───── PROVIDED ENTRIES
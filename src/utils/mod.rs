//! Utilities module for logging, charts, errors and formatting helpers

pub mod charts;
pub mod error;
pub mod logging;

pub use error::{HandSignError, Result, ResultExt};
pub use logging::{init_logging, LogConfig, TrainingLogger};

/// Format a duration in a human-readable way
pub fn format_duration(seconds: f64) -> String {
    if seconds < 60.0 {
        format!("{:.1}s", seconds)
    } else if seconds < 3600.0 {
        let minutes = (seconds / 60.0).floor();
        let secs = seconds % 60.0;
        format!("{}m {:.0}s", minutes as u32, secs)
    } else {
        let hours = (seconds / 3600.0).floor();
        let minutes = ((seconds % 3600.0) / 60.0).floor();
        format!("{}h {}m", hours as u32, minutes as u32)
    }
}

/// Format a number with thousands separator
pub fn format_number(n: usize) -> String {
    let s = n.to_string();
    let mut result = String::new();
    let chars: Vec<char> = s.chars().collect();

    for (i, c) in chars.iter().enumerate() {
        if i > 0 && (chars.len() - i) % 3 == 0 {
            result.push(',');
        }
        result.push(*c);
    }

    result
}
──────────
(WHAT IS EXPECTED): Each entry is to be returned in full, character for character.

(ANSWER AREA):
filename src/utils/mod.rs
//! Utilities module for logging, charts, errors and formatting helpers

pub mod charts;
pub mod error;
pub mod logging;

pub use error::{HandSignError, Result, ResultExt};
pub use logging::{init_logging, LogConfig, TrainingLogger};

/// Format a duration in a human-readable way
pub fn format_duration(seconds: f64) -> String {
    if seconds < 60.0 {
        format!("{:.1}s", seconds)
    } else if seconds < 3600.0 {
        let minutes = (seconds / 60.0).floor();
        let secs = seconds % 60.0;
        format!("{}m {:.0}s", minutes as u32, secs)
    } else {
        let hours = (seconds / 3600.0).floor();
        let minutes = ((seconds % 3600.0) / 60.0).floor();
        format!("{}h {}m", hours as u32, minutes as u32)
    }
}

/// Format a number with thousands separator
pub fn format_number(n: usize) -> String {
    let s = n.to_string();
    let mut result = String::new();
    let chars: Vec<char> = s.chars().collect();

    for (i, c) in chars.iter().enumerate() {
        if i > 0 && (chars.len() - i) % 3 == 0 {
            result.push(',');
        }
        result.push(*c);
    }

    result
}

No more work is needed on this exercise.